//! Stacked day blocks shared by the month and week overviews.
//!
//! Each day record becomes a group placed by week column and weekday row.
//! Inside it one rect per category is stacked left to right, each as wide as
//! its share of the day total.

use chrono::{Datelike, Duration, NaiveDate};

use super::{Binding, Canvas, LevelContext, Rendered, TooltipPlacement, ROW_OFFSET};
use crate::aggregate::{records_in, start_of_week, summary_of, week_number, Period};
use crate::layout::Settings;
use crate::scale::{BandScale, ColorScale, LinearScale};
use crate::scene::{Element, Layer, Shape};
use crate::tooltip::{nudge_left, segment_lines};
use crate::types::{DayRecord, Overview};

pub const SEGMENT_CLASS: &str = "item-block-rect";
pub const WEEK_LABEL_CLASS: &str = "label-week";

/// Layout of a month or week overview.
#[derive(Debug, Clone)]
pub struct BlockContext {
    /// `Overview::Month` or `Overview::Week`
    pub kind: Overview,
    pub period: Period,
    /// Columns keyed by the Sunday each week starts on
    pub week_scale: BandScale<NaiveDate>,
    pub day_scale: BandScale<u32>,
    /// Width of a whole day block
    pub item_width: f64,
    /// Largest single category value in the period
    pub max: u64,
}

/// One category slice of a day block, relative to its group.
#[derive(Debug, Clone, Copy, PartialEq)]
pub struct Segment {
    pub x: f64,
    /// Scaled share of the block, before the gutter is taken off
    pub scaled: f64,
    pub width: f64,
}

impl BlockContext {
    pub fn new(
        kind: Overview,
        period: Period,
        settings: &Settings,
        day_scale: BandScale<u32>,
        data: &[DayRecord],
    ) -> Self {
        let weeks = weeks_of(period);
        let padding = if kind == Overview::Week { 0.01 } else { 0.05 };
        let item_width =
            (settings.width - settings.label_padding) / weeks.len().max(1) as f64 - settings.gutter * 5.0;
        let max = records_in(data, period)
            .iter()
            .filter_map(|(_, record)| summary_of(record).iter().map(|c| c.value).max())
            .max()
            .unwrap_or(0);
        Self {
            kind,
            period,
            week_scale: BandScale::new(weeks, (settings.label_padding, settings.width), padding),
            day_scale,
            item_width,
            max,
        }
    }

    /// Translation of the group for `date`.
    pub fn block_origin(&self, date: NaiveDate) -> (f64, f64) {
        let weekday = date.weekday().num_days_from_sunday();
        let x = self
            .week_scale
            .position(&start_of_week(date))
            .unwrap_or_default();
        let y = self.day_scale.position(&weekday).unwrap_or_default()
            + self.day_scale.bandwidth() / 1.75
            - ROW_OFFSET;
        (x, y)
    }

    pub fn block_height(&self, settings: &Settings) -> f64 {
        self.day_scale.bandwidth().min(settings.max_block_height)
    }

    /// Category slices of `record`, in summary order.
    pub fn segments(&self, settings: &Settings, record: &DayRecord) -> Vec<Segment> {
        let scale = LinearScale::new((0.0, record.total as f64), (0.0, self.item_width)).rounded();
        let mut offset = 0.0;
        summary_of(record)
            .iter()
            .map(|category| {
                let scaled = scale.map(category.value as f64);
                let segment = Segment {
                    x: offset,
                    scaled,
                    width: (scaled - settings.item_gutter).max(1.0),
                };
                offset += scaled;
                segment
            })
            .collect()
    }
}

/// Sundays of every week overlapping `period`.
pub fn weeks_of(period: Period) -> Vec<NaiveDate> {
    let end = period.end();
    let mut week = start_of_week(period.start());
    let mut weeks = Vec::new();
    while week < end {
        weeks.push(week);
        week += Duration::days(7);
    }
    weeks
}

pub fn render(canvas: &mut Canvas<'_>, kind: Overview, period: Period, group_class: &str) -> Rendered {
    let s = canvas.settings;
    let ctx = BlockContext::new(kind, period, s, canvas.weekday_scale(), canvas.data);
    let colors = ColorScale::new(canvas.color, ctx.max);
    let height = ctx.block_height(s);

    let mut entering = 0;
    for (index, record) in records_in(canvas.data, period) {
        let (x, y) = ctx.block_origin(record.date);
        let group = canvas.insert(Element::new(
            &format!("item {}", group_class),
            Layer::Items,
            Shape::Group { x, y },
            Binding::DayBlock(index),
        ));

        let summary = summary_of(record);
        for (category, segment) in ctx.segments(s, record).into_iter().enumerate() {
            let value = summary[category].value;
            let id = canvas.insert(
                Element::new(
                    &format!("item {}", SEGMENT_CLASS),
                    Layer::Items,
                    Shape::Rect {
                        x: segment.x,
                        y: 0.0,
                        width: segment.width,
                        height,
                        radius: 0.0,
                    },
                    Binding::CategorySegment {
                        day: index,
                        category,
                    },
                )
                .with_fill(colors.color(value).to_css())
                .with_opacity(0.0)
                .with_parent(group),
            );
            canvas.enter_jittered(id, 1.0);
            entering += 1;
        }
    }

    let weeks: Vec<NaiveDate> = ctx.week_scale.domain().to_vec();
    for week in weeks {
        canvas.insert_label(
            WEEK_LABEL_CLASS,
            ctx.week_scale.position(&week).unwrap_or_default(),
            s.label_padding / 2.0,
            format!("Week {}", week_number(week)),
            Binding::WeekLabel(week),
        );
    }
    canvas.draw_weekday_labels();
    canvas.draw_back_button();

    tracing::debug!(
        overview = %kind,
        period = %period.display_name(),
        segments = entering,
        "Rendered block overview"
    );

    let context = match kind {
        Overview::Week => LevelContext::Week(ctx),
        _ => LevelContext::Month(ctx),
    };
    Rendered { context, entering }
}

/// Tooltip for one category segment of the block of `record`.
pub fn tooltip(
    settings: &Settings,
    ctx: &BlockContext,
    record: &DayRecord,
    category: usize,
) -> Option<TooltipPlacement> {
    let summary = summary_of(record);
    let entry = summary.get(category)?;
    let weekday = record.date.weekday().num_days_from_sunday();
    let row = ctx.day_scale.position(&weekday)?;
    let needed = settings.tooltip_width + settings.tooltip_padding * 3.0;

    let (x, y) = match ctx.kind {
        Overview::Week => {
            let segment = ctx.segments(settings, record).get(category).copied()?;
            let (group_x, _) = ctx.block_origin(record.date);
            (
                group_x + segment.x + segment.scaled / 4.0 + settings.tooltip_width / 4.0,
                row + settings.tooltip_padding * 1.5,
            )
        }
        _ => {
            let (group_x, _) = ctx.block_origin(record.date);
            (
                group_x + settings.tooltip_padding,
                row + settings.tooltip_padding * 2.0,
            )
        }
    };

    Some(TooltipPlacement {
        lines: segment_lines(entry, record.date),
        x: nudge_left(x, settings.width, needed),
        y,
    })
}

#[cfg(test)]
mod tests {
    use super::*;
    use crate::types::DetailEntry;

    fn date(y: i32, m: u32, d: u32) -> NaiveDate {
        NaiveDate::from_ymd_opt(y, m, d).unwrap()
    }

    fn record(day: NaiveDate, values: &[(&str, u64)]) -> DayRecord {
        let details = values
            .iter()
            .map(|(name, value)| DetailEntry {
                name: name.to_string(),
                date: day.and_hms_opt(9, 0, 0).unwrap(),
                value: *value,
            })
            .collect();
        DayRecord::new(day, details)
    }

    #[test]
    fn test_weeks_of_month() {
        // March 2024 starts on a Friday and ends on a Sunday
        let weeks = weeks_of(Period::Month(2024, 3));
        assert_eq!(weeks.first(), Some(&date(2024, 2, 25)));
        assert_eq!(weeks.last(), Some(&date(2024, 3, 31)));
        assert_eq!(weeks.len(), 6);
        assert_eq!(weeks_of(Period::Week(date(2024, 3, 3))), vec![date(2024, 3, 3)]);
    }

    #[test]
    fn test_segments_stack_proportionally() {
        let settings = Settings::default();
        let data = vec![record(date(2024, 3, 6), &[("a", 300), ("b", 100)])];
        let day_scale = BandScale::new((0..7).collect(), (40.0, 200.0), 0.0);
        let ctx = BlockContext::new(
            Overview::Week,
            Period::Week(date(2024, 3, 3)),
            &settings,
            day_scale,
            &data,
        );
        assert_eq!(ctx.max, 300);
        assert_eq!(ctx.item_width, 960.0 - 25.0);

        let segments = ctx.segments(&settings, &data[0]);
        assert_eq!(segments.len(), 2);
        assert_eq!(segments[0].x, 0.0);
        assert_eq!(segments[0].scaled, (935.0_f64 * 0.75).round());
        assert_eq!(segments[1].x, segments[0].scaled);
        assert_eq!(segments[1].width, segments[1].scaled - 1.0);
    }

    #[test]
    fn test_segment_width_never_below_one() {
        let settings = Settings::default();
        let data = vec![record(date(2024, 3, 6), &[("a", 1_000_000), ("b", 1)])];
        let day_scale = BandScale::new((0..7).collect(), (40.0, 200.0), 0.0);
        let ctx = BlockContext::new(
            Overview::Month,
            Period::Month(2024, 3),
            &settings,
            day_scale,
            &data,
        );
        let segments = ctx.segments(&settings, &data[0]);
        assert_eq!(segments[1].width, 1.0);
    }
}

- - -

Go line by line through the records and copy those that contain the word "Clone".

### Problem solution
#[derive(Debug, Clone)]
#[derive(Debug, Clone, Copy, PartialEq)]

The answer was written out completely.